Speaking in Portuguese, Borges said that aside from her status as an illegal immigrant with an overdue deportation order, she has never been arrested. She came to the United States in 2006 and was arrested the same year and ordered deported.

Borges, 31, lives with her husband and their son, Pedro, in a modest duplex in Revere. She cleans houses, and her 34-year-old husband, who requested that his name not be published because he fears deportation, works in construction. He took time off from his job to care for their son after Borges’s arrest April 21.

Thursday, his eyes filled with tears after Borges called him to say she was being released.

When Borges walked through the front door about 3:30 p.m., he kissed her, hugged her, and then placed Pedro in her outstretched arms. The boy laughed as she gave him a tight embrace.

“I missed you so much … Every day I was gone I cried because I missed you,” Borges said.

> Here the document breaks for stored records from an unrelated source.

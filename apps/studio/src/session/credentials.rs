//! Single-slot credential storage, persisted as JSON when a path is set.

use std::fs;
use std::io;
use std::path::PathBuf;
use std::sync::{PoisonError, RwLock};

use serde::{Deserialize, Serialize};
use thiserror::Error;
use tracing::info;

#[derive(Debug, Error)]
pub enum CredentialError {
    #[error("credential file I/O failed: {0}")]
    Io(#[from] io::Error),

    #[error("credential file is malformed: {0}")]
    Format(#[from] serde_json::Error),
}

#[derive(Debug, Serialize, Deserialize)]
struct StoredCredential {
    api_key: String,
}

#[derive(Debug, Default)]
pub struct CredentialStore {
    path: Option<PathBuf>,
    slot: RwLock<Option<String>>,
}

impl CredentialStore {
    pub fn in_memory() -> Self {
        Self::default()
    }

    /// Opens the file-backed store, loading any existing credential.
    pub fn open(path: impl Into<PathBuf>) -> Result<Self, CredentialError> {
        let path = path.into();
        let initial = if path.exists() {
            let stored: StoredCredential = serde_json::from_str(&fs::read_to_string(&path)?)?;
            Some(stored.api_key)
        } else {
            None
        };
        info!(
            path = %path.display(),
            present = initial.is_some(),
            "Credential store opened"
        );
        Ok(Self {
            path: Some(path),
            slot: RwLock::new(initial),
        })
    }

    pub fn get(&self) -> Option<String> {
        self.slot
            .read()
            .unwrap_or_else(PoisonError::into_inner)
            .clone()
    }

    pub fn is_present(&self) -> bool {
        self.slot
            .read()
            .unwrap_or_else(PoisonError::into_inner)
            .is_some()
    }

    pub fn set(&self, api_key: &str) -> Result<(), CredentialError> {
        if let Some(path) = &self.path {
            if let Some(parent) = path.parent().filter(|p| !p.as_os_str().is_empty()) {
                fs::create_dir_all(parent)?;
            }
            let body = serde_json::to_string(&StoredCredential {
                api_key: api_key.to_string(),
            })?;
            fs::write(path, body)?;
        }
        *self.slot.write().unwrap_or_else(PoisonError::into_inner) = Some(api_key.to_string());
        Ok(())
    }

    pub fn remove(&self) -> Result<(), CredentialError> {
        if let Some(path) = &self.path {
            match fs::remove_file(path) {
                Ok(()) => {}
                Err(e) if e.kind() == io::ErrorKind::NotFound => {}
                Err(e) => return Err(e.into()),
            }
        }
        *self.slot.write().unwrap_or_else(PoisonError::into_inner) = None;
        Ok(())
    }
}

#[cfg(test)]
mod tests {
    use super::*;

    #[test]
    fn test_in_memory_set_and_remove() {
        let store = CredentialStore::in_memory();
        assert!(store.get().is_none());
        store.set("abc").unwrap();
        assert_eq!(store.get().as_deref(), Some("abc"));
        store.remove().unwrap();
        assert!(!store.is_present());
    }

    #[test]
    fn test_file_store_persists_across_opens() {
        let dir = tempfile::tempdir().unwrap();
        let path = dir.path().join("nested").join("credential.json");

        let store = CredentialStore::open(&path).unwrap();
        assert!(store.get().is_none());
        store.set("secret").unwrap();

        let reopened = CredentialStore::open(&path).unwrap();
        assert_eq!(reopened.get().as_deref(), Some("secret"));

        reopened.remove().unwrap();
        assert!(!path.exists());
        // Removing twice is fine.
        reopened.remove().unwrap();
    }

    #[test]
    fn test_malformed_file_is_an_error() {
        let file = tempfile::NamedTempFile::new().unwrap();
        fs::write(file.path(), "not json").unwrap();
        assert!(matches!(
            CredentialStore::open(file.path()),
            Err(CredentialError::Format(_))
        ));
    }
}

Borges said that during her stay in jail, she requested and was given Motrin to alleviate pain associated with the interruption of nursing. While Pedro’s diet also consisted of solid foods in past months, Borges said she has continued to nurse him because she believes in the benefits of mother’s milk.

Jessica Vaughan, director of policy studies for the Center for Immigration Studies in Washington and an opponent of illegal immigration, said that in these cases, authorities are put in the predicament of trying to ascertain whether detainees are telling the truth or just exploiting the new guidelines.

“But nevertheless, her not abiding by the deportation order makes her a fugitive, and that escalates her legal difficulties,” said Vaughan, whose office is in Franklin. “Because she was a fugitive, I suspect that ICE had to detain her because she was a high flight risk.”

Heloisa Maria Galvao, executive director of the Brazilian Women’s Group in Allston, said she has not heard of any cases similar to Borges’s since the raid on the New Bedford factory.

“It’s really frustrating to hear this one, because we have worked so hard since then to prevent it from happening,” she said.

Galvao said she called Borges’s husband and told him that her group would work to help them find legal assistance, and he welcomed the offer.

Borges and her husband, who are from Belo Horizonte in the state of Minas Gerais, plan to hire a lawyer in an attempt to become legal US residents. Borges is scheduled for a status hearing Oct. 21. She is required to wear an ankle monitor pending a decision on her case.